Both sole traders and partners pay tax on the profits through self assessment and do not need to complete a corporation tax return like in the case of a limited company. Although there’s less paperwork and financial documentation compared to a limited company, record keeping of income and expenses is still required. When operating as a partnership, each partner will need to file their own self assessment tax return including details of their profits and any other necessary information, which would need to be accurately apportioned.
Partnership businesses benefit from a similar level of privacy as the sole traders, such as not needing to register with Companies House and file annual accounts meaning that there is no documentation in the public registry.
A limited liability partnership (LLP) is an alternative structure where partners have limited liability, i.e., they are only liable for the amount they have invested in the business, protecting their personal assets from the business’ debts. LLPs are required to register with Companies House, maintain detailed financial records, and file annual financial reports, similar to a limited company. However, you and anyone else working with you will be paid through self assessment rather than PAYE, which would have been the case for a limited company.

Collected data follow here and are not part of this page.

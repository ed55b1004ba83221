//! Host-side streaming relay.
//!
//! The [`Relay`] owns the concurrency [`gate`], the provider handle, and the
//! registry of attached peer sessions. Each accepted socket becomes a
//! [`session`] task; the [`supervisor`] enforces the peer cap and drives
//! shutdown. Status transitions (gate acquire/release, peer count, provider
//! reachability) are published through a `watch` channel, so delivery to
//! observers is best-effort and naturally coalesced.

pub mod gate;
pub(crate) mod session;
pub mod supervisor;

#[cfg(test)]
mod tests;

use std::collections::HashSet;
use std::sync::atomic::{AtomicBool, AtomicU64, Ordering};
use std::sync::{Arc, Mutex, MutexGuard, PoisonError, RwLock};
use std::time::Duration;

use tokio::io::{AsyncRead, AsyncWrite};
use tokio::sync::watch;
use tracing::{debug, info};

use crate::protocol::{Message, RequestId, ServerStatus};
use crate::provider::{InferenceProvider, ProviderError};
use gate::Gate;

/// Tuning knobs for the relay. The defaults match production behavior;
/// tests shorten the timers.
#[derive(Debug, Clone)]
pub struct RelayConfig {
    /// Name advertised to peers in `server_info`.
    pub host_name: String,
    /// Model advertised to peers and passed to the provider.
    pub model: String,
    /// Maximum number of attached peer sessions.
    pub max_clients: usize,
    /// How long the initial `server_info` write may take before the peer
    /// is treated as unreachable and its socket destroyed.
    pub info_flush_timeout: Duration,
    /// Outbound frame queue depth per session. A full queue blocks the
    /// producer (natural backpressure); frames are never dropped.
    pub write_queue_capacity: usize,
}

impl Default for RelayConfig {
    fn default() -> Self {
        Self {
            host_name: "tether".to_owned(),
            model: "llama3".to_owned(),
            max_clients: 5,
            info_flush_timeout: Duration::from_secs(5),
            write_queue_capacity: 64,
        }
    }
}

/// Point-in-time view of the relay, published on every transition.
#[derive(Debug, Clone, PartialEq, Eq)]
pub struct RelayStatus {
    pub busy: bool,
    pub active_request_id: Option<RequestId>,
    pub peers: usize,
    pub provider_reachable: bool,
}

struct RelayInner {
    config: RelayConfig,
    model: RwLock<String>,
    gate: Gate,
    provider: Arc<dyn InferenceProvider>,
    sessions: Mutex<HashSet<u64>>,
    next_session_id: AtomicU64,
    provider_reachable: AtomicBool,
    status_tx: watch::Sender<RelayStatus>,
    shutdown_tx: watch::Sender<bool>,
}

/// Cheaply cloneable handle to the host-side relay.
#[derive(Clone)]
pub struct Relay {
    inner: Arc<RelayInner>,
}

impl Relay {
    pub fn new(config: RelayConfig, provider: Arc<dyn InferenceProvider>) -> Self {
        let (status_tx, _) = watch::channel(RelayStatus {
            busy: false,
            active_request_id: None,
            peers: 0,
            provider_reachable: true,
        });
        let (shutdown_tx, _) = watch::channel(false);
        let model = RwLock::new(config.model.clone());
        Self {
            inner: Arc::new(RelayInner {
                config,
                model,
                gate: Gate::new(),
                provider,
                sessions: Mutex::new(HashSet::new()),
                next_session_id: AtomicU64::new(1),
                provider_reachable: AtomicBool::new(true),
                status_tx,
                shutdown_tx,
            }),
        }
    }

    /// Wrap an accepted peer socket in a session task.
    ///
    /// The session immediately advertises `server_info` and then serves the
    /// peer until the socket closes or the relay shuts down. The peer cap is
    /// the supervisor's concern, not this method's.
    pub fn attach<S>(&self, stream: S) -> u64
    where
        S: AsyncRead + AsyncWrite + Unpin + Send + 'static,
    {
        let session_id = self.inner.next_session_id.fetch_add(1, Ordering::Relaxed);
        self.lock_sessions().insert(session_id);
        self.publish_status();
        info!(session_id, "peer attached");
        tokio::spawn(session::run(self.clone(), session_id, stream));
        session_id
    }

    pub fn session_count(&self) -> usize {
        self.lock_sessions().len()
    }

    pub fn is_busy(&self) -> bool {
        self.inner.gate.active().is_some()
    }

    pub fn active_request_id(&self) -> Option<RequestId> {
        self.inner.gate.active()
    }

    /// Currently advertised model name.
    pub fn model(&self) -> String {
        self.inner
            .model
            .read()
            .unwrap_or_else(PoisonError::into_inner)
            .clone()
    }

    /// Swap the advertised model. In-flight generations keep the model they
    /// started with.
    pub fn set_model(&self, model: impl Into<String>) {
        let model = model.into();
        info!(model = %model, "model selected");
        *self
            .inner
            .model
            .write()
            .unwrap_or_else(PoisonError::into_inner) = model;
    }

    /// Ask the provider to cancel whatever generation holds the gate.
    ///
    /// The owning session observes the torn-down stream and emits the
    /// terminal frame; this method only dispatches the cancellation.
    pub async fn abort_active(&self) -> bool {
        match self.inner.gate.active() {
            Some(request_id) => self.inner.provider.abort(&request_id).await,
            None => false,
        }
    }

    /// Subscribe to status transitions. Observers that lag only see the
    /// most recent snapshot.
    pub fn subscribe(&self) -> watch::Receiver<RelayStatus> {
        self.inner.status_tx.subscribe()
    }

    pub fn current_status(&self) -> RelayStatus {
        RelayStatus {
            busy: self.is_busy(),
            active_request_id: self.active_request_id(),
            peers: self.session_count(),
            provider_reachable: self.inner.provider_reachable.load(Ordering::SeqCst),
        }
    }

    /// Run a health probe and record the outcome.
    pub async fn probe_provider(&self) -> Result<(), ProviderError> {
        let result = self.inner.provider.health().await;
        self.mark_provider_reachable(result.is_ok());
        result
    }

    // ── Session-facing internals ─────────────────────────────────────────────

    pub(crate) fn gate(&self) -> &Gate {
        &self.inner.gate
    }

    pub(crate) fn provider(&self) -> &Arc<dyn InferenceProvider> {
        &self.inner.provider
    }

    pub(crate) fn info_flush_timeout(&self) -> Duration {
        self.inner.config.info_flush_timeout
    }

    pub(crate) fn write_queue_capacity(&self) -> usize {
        self.inner.config.write_queue_capacity
    }

    pub(crate) fn max_clients(&self) -> usize {
        self.inner.config.max_clients
    }

    /// The `server_info` frame for a freshly attached peer, reflecting the
    /// gate at this instant. Not re-sent on later transitions.
    pub(crate) fn server_info(&self) -> Message {
        let status = if self.is_busy() {
            ServerStatus::Busy
        } else {
            ServerStatus::Ready
        };
        Message::server_info(self.inner.config.host_name.clone(), self.model(), status)
    }

    pub(crate) fn deregister(&self, session_id: u64) {
        self.lock_sessions().remove(&session_id);
        self.publish_status();
        debug!(session_id, "peer detached");
    }

    pub(crate) fn publish_status(&self) {
        self.inner.status_tx.send_replace(self.current_status());
    }

    pub(crate) fn mark_provider_reachable(&self, reachable: bool) {
        let was = self
            .inner
            .provider_reachable
            .swap(reachable, Ordering::SeqCst);
        if was != reachable {
            if reachable {
                info!("provider reachable again");
            } else {
                info!("provider unreachable");
            }
            self.publish_status();
        }
    }

    pub(crate) fn shutdown_rx(&self) -> watch::Receiver<bool> {
        self.inner.shutdown_tx.subscribe()
    }

    pub(crate) fn close_all_sessions(&self) {
        self.inner.shutdown_tx.send_replace(true);
    }

    fn lock_sessions(&self) -> MutexGuard<'_, HashSet<u64>> {
        self.inner
            .sessions
            .lock()
            .unwrap_or_else(PoisonError::into_inner)
    }
}
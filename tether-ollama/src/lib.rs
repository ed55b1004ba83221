//! Ollama adapter for the tether inference-provider capability.
//!
//! Streams newline-delimited JSON deltas from `POST /api/generate` and maps
//! transport and HTTP failures onto the wire-visible provider codes. The
//! adapter owns its in-flight request table and the chunk-idle watchdog: a
//! generation whose HTTP body goes silent for the idle window is cancelled
//! from this side and reported as `TIMEOUT_NO_RESPONSE`.

use std::collections::HashMap;
use std::sync::{Arc, Mutex, MutexGuard, PoisonError};
use std::time::Duration;

use async_trait::async_trait;
use futures::StreamExt;
use serde::{Deserialize, Serialize};
use tokio::sync::{mpsc, watch};
use tracing::{debug, warn};

use tether_core::protocol::codec::FrameDecoder;
use tether_core::provider::{GenerationEvent, GenerationStream, InferenceProvider, ProviderError};
use tether_core::ErrorCode;

#[derive(Debug, Clone)]
pub struct OllamaConfig {
    /// Base URL of the Ollama HTTP API.
    pub base_url: String,
    /// How long the response body may go silent before the generation is
    /// cancelled. The timer resets on every byte read, not only on
    /// delivered deltas.
    pub chunk_idle_timeout: Duration,
}

impl Default for OllamaConfig {
    fn default() -> Self {
        Self {
            base_url: "http://127.0.0.1:11434".to_owned(),
            chunk_idle_timeout: Duration::from_secs(30),
        }
    }
}

type InflightTable = Arc<Mutex<HashMap<String, watch::Sender<bool>>>>;

/// [`InferenceProvider`] backed by a local Ollama instance.
pub struct OllamaProvider {
    client: reqwest::Client,
    config: OllamaConfig,
    inflight: InflightTable,
}

impl OllamaProvider {
    pub fn new(config: OllamaConfig) -> Self {
        let client = reqwest::Client::builder()
            .user_agent(concat!("tether/", env!("CARGO_PKG_VERSION")))
            .build()
            .unwrap_or_default();
        Self {
            client,
            config,
            inflight: Arc::new(Mutex::new(HashMap::new())),
        }
    }

    fn endpoint(&self, path: &str) -> String {
        format!("{}{path}", self.config.base_url.trim_end_matches('/'))
    }

    fn map_request_error(&self, e: reqwest::Error) -> ProviderError {
        if e.is_connect() {
            ProviderError::new(
                ErrorCode::OllamaNotFound,
                format!("Ollama is not reachable at {}", self.config.base_url),
            )
        } else if e.is_timeout() {
            ProviderError::new(ErrorCode::TimeoutNoResponse, e.to_string())
        } else {
            ProviderError::new(ErrorCode::GenerationFailed, e.to_string())
        }
    }
}

// ── Wire types of the Ollama API ──────────────────────────────────────────────

#[derive(Debug, Serialize)]
struct GenerateRequest<'a> {
    model: &'a str,
    prompt: &'a str,
    stream: bool,
}

#[derive(Debug, Deserialize)]
struct GenerateDelta {
    #[serde(default)]
    response: String,
    #[serde(default)]
    done: bool,
    #[serde(default)]
    error: Option<String>,
}

#[derive(Debug, Deserialize)]
struct ErrorBody {
    error: String,
}

#[async_trait]
impl InferenceProvider for OllamaProvider {
    async fn health(&self) -> Result<(), ProviderError> {
        let response = self
            .client
            .get(self.endpoint("/api/version"))
            .send()
            .await
            .map_err(|e| {
                ProviderError::new(
                    ErrorCode::OllamaNotFound,
                    format!("Ollama is not reachable at {}: {e}", self.config.base_url),
                )
            })?;
        if response.status().is_success() {
            Ok(())
        } else {
            Err(ProviderError::new(
                ErrorCode::OllamaNotFound,
                format!("health probe returned {}", response.status()),
            ))
        }
    }

    async fn generate(
        &self,
        request_id: &str,
        model: &str,
        prompt: &str,
    ) -> Result<GenerationStream, ProviderError> {
        let response = self
            .client
            .post(self.endpoint("/api/generate"))
            .json(&GenerateRequest {
                model,
                prompt,
                stream: true,
            })
            .send()
            .await
            .map_err(|e| self.map_request_error(e))?;

        let status = response.status();
        if !status.is_success() {
            let body = response.text().await.unwrap_or_default();
            let message = serde_json::from_str::<ErrorBody>(&body)
                .map(|b| b.error)
                .unwrap_or(body);
            return Err(if status == reqwest::StatusCode::NOT_FOUND {
                ProviderError::new(
                    ErrorCode::OllamaModelNotAvailable,
                    if message.is_empty() {
                        format!("model '{model}' is not available")
                    } else {
                        message
                    },
                )
            } else {
                ProviderError::new(
                    ErrorCode::GenerationFailed,
                    format!("engine returned {status}: {message}"),
                )
            });
        }

        let (event_tx, event_rx) = mpsc::channel(32);
        let (cancel_tx, cancel_rx) = watch::channel(false);
        lock(&self.inflight).insert(request_id.to_owned(), cancel_tx);

        tokio::spawn(stream_generation(
            response,
            event_tx,
            cancel_rx,
            self.config.chunk_idle_timeout,
            request_id.to_owned(),
            Arc::clone(&self.inflight),
        ));
        Ok(event_rx)
    }

    async fn abort(&self, request_id: &str) -> bool {
        match lock(&self.inflight).remove(request_id) {
            Some(cancel_tx) => cancel_tx.send(true).is_ok(),
            None => false,
        }
    }
}

fn lock(inflight: &InflightTable) -> MutexGuard<'_, HashMap<String, watch::Sender<bool>>> {
    inflight.lock().unwrap_or_else(PoisonError::into_inner)
}

/// Forward body deltas as generation events until done, error, cancel, or
/// the idle window expires.
///
/// On cancellation the response is simply dropped, which severs the HTTP
/// request; the event channel closes without a final event, which the relay
/// reads as a torn-down generation.
async fn stream_generation(
    response: reqwest::Response,
    event_tx: mpsc::Sender<GenerationEvent>,
    mut cancel_rx: watch::Receiver<bool>,
    idle: Duration,
    request_id: String,
    inflight: InflightTable,
) {
    let mut body = response.bytes_stream();
    // Ollama deltas are newline-delimited JSON, same framing as the wire.
    let mut decoder = FrameDecoder::new();

    'generation: loop {
        tokio::select! {
            _ = cancel_rx.changed() => {
                if !*cancel_rx.borrow() {
                    continue 'generation;
                }
                debug!(request_id = %request_id, "generation cancelled");
                break 'generation;
            }
            next = tokio::time::timeout(idle, body.next()) => match next {
                Err(_) => {
                    warn!(request_id = %request_id, "engine went silent; cancelling");
                    let _ = event_tx
                        .send(GenerationEvent::Error {
                            code: ErrorCode::TimeoutNoResponse,
                            message: format!("no engine output for {}s", idle.as_secs()),
                        })
                        .await;
                    break 'generation;
                }
                Ok(None) => {
                    let _ = event_tx
                        .send(GenerationEvent::Error {
                            code: ErrorCode::GenerationFailed,
                            message: "engine stream ended unexpectedly".to_owned(),
                        })
                        .await;
                    break 'generation;
                }
                Ok(Some(Err(e))) => {
                    let _ = event_tx
                        .send(GenerationEvent::Error {
                            code: ErrorCode::GenerationFailed,
                            message: e.to_string(),
                        })
                        .await;
                    break 'generation;
                }
                Ok(Some(Ok(bytes))) => {
                    let values = match decoder.write(&bytes) {
                        Ok(values) => values,
                        Err(e) => {
                            let _ = event_tx
                                .send(GenerationEvent::Error {
                                    code: ErrorCode::GenerationFailed,
                                    message: e.to_string(),
                                })
                                .await;
                            break 'generation;
                        }
                    };
                    for value in values {
                        let delta: GenerateDelta = match serde_json::from_value(value) {
                            Ok(delta) => delta,
                            Err(e) => {
                                let _ = event_tx
                                    .send(GenerationEvent::Error {
                                        code: ErrorCode::GenerationFailed,
                                        message: format!("malformed engine delta: {e}"),
                                    })
                                    .await;
                                break 'generation;
                            }
                        };
                        if let Some(message) = delta.error {
                            let _ = event_tx
                                .send(GenerationEvent::Error {
                                    code: ErrorCode::GenerationFailed,
                                    message,
                                })
                                .await;
                            break 'generation;
                        }
                        if !delta.response.is_empty()
                            && event_tx
                                .send(GenerationEvent::Chunk(delta.response))
                                .await
                                .is_err()
                        {
                            break 'generation;
                        }
                        if delta.done {
                            let _ = event_tx.send(GenerationEvent::Done).await;
                            break 'generation;
                        }
                    }
                }
            }
        }
    }

    lock(&inflight).remove(&request_id);
}

// ── Tests ─────────────────────────────────────────────────────────────────────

LLP taxes are paid not based on corporation tax but rather each partner pays personal tax on their profit share through a self assessment tax return. The profit share model encourages partners to contribute their best efforts, as their personal financial gains directly correspond to the overall profitability of the business. This structure can foster a deeper sense of responsibility and commitment among partners, leading to enhanced strategic decision-making, innovation and overall business growth. It is worth noting that profit sharing agreements must be clearly defined and outlined in the LLP agreement for transparency and to prevent any potential disputes.

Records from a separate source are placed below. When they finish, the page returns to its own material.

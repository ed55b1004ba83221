//! Scripted provider for relay and driver tests.

use std::collections::{HashMap, VecDeque};
use std::sync::atomic::{AtomicUsize, Ordering};
use std::sync::{Arc, Mutex, PoisonError};
use std::time::Duration;

use async_trait::async_trait;
use tokio::sync::{mpsc, watch};

use super::{GenerationEvent, GenerationStream, InferenceProvider, ProviderError};
use crate::protocol::{ErrorCode, RequestId};

/// One step of a scripted generation.
#[derive(Debug, Clone)]
pub enum MockStep {
    Chunk(&'static str),
    Pause(Duration),
    /// Park until `abort` is called for this request, then close the stream
    /// without a final event.
    HoldUntilAbort,
    Done,
    Fail(ErrorCode, &'static str),
}

#[derive(Default)]
struct MockState {
    scripts: VecDeque<Vec<MockStep>>,
    inflight: HashMap<RequestId, watch::Sender<bool>>,
    aborted: Vec<RequestId>,
}

/// An [`InferenceProvider`] that replays pre-loaded scripts, one per
/// `generate` call, and records every abort it receives.
pub struct MockProvider {
    state: Mutex<MockState>,
    generate_calls: AtomicUsize,
    /// `Some(err)` makes every `generate` fail before producing a stream.
    refuse_with: Option<ProviderError>,
}

impl MockProvider {
    pub fn new() -> Arc<Self> {
        Arc::new(Self {
            state: Mutex::new(MockState::default()),
            generate_calls: AtomicUsize::new(0),
            refuse_with: None,
        })
    }

    /// A provider whose `generate` always fails with `err`.
    pub fn unreachable_with(err: ProviderError) -> Arc<Self> {
        Arc::new(Self {
            state: Mutex::new(MockState::default()),
            generate_calls: AtomicUsize::new(0),
            refuse_with: Some(err),
        })
    }

    /// Queue the script for the next `generate` call.
    pub fn script(&self, steps: Vec<MockStep>) {
        self.lock().scripts.push_back(steps);
    }

    pub fn generate_calls(&self) -> usize {
        self.generate_calls.load(Ordering::SeqCst)
    }

    /// Request ids for which `abort` found an in-flight generation.
    pub fn aborted(&self) -> Vec<RequestId> {
        self.lock().aborted.clone()
    }

    fn lock(&self) -> std::sync::MutexGuard<'_, MockState> {
        self.state.lock().unwrap_or_else(PoisonError::into_inner)
    }
}

#[async_trait]
impl InferenceProvider for MockProvider {
    async fn health(&self) -> Result<(), ProviderError> {
        match &self.refuse_with {
            Some(err) => Err(err.clone()),
            None => Ok(()),
        }
    }

    async fn generate(
        &self,
        request_id: &str,
        _model: &str,
        _prompt: &str,
    ) -> Result<GenerationStream, ProviderError> {
        self.generate_calls.fetch_add(1, Ordering::SeqCst);
        if let Some(err) = &self.refuse_with {
            return Err(err.clone());
        }

        let steps = self
            .lock()
            .scripts
            .pop_front()
            .unwrap_or_else(|| vec![MockStep::Done]);
        let (event_tx, event_rx) = mpsc::channel(8);
        let (abort_tx, mut abort_rx) = watch::channel(false);
        self.lock().inflight.insert(request_id.to_owned(), abort_tx);

        tokio::spawn(async move {
            for step in steps {
                match step {
                    MockStep::Chunk(text) => {
                        if event_tx
                            .send(GenerationEvent::Chunk(text.to_owned()))
                            .await
                            .is_err()
                        {
                            break;
                        }
                    }
                    MockStep::Pause(duration) => tokio::time::sleep(duration).await,
                    MockStep::HoldUntilAbort => {
                        let _ = abort_rx.wait_for(|aborted| *aborted).await;
                        break;
                    }
                    MockStep::Done => {
                        let _ = event_tx.send(GenerationEvent::Done).await;
                        break;
                    }
                    MockStep::Fail(code, message) => {
                        let _ = event_tx
                            .send(GenerationEvent::Error {
                                code,
                                message: message.to_owned(),
                            })
                            .await;
                        break;
                    }
                }
            }
        });

        Ok(event_rx)
    }

    async fn abort(&self, request_id: &str) -> bool {
        let mut state = self.lock();
        match state.inflight.remove(request_id) {
            Some(abort_tx) => {
                state.aborted.push(request_id.to_owned());
                let _ = abort_tx.send(true);
                true
            }
            None => false,
        }
    }
}
//! HTTP API for the color cycle.
//!
//! # Cycle
//!
//! - `GET /api/state` - Current color, cursor, and whether the cycle is complete
//! - `POST /api/next-color` - Hand out the next color and persist the advance
//!   (500 if the state cannot be saved)
//!
//! # Health & Observability
//!
//! - `GET /health` - Liveness probe (always returns 200 if server running)
//! - `GET /metrics` - Prometheus metrics in text format (when enabled)
//!
//! # Example
//!
//! ```ignore
//! let cycle = Arc::new(CycleManager::new(Box::new(JsonFileStore::new("db.json")) as _));
//! let config = RpcServerConfig {
//!     listen_addr: "0.0.0.0:3000".parse()?,
//!     metrics_enabled: true,
//! };
//! let server = RpcServer::new(config, cycle);
//! server.serve().await?;
//! ```

mod handlers;
mod routes;
mod server;
mod state;
mod types;

pub use routes::create_router;
pub use server::{RpcServer, RpcServerConfig, RpcServerError, RpcServerHandle};
pub use state::{RpcState, SharedCycleManager};
pub use types::*;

LLPs combine the flexibility and comradery of partnerships with a limited liability of companies. Although this structure is most popular among professional service firms such as solicitors, architects and accountants, there is no restriction to the sectors that are eligible to trade as LLPs.
A traditional partnership could suit small businesses or freelancers or a group of business friends who value simplicity and are comfortable with shared liability. In contrast, an LLP may be more appropriate for a larger, more established business or those in professional services, where the protection of limited liability is highly valuable but you want the people you work with to have a stake in the business.
In conclusion, the business structure you choose will significantly impact various aspects of your business, including liability, control and taxation. In the UK, sole tradership offers simplicity and complete control, yet comes with unlimited personal liability. A traditional partnership shares many of these characteristics but adds the dimension of shared control and responsibility. A limited liability partnership offers limited liability protection while maintaining the flexibility of a partnership, ideal for larger businesses in professional services. Finally, a limited company provides the most robust protection against personal liability, along with certain tax benefits. However, it requires rigorous financial reporting and governance.
Each structure has its distinctive features, advantages and disadvantages, therefore you should carefully consider your business model, long-term objectives, and risk tolerance before making a decision.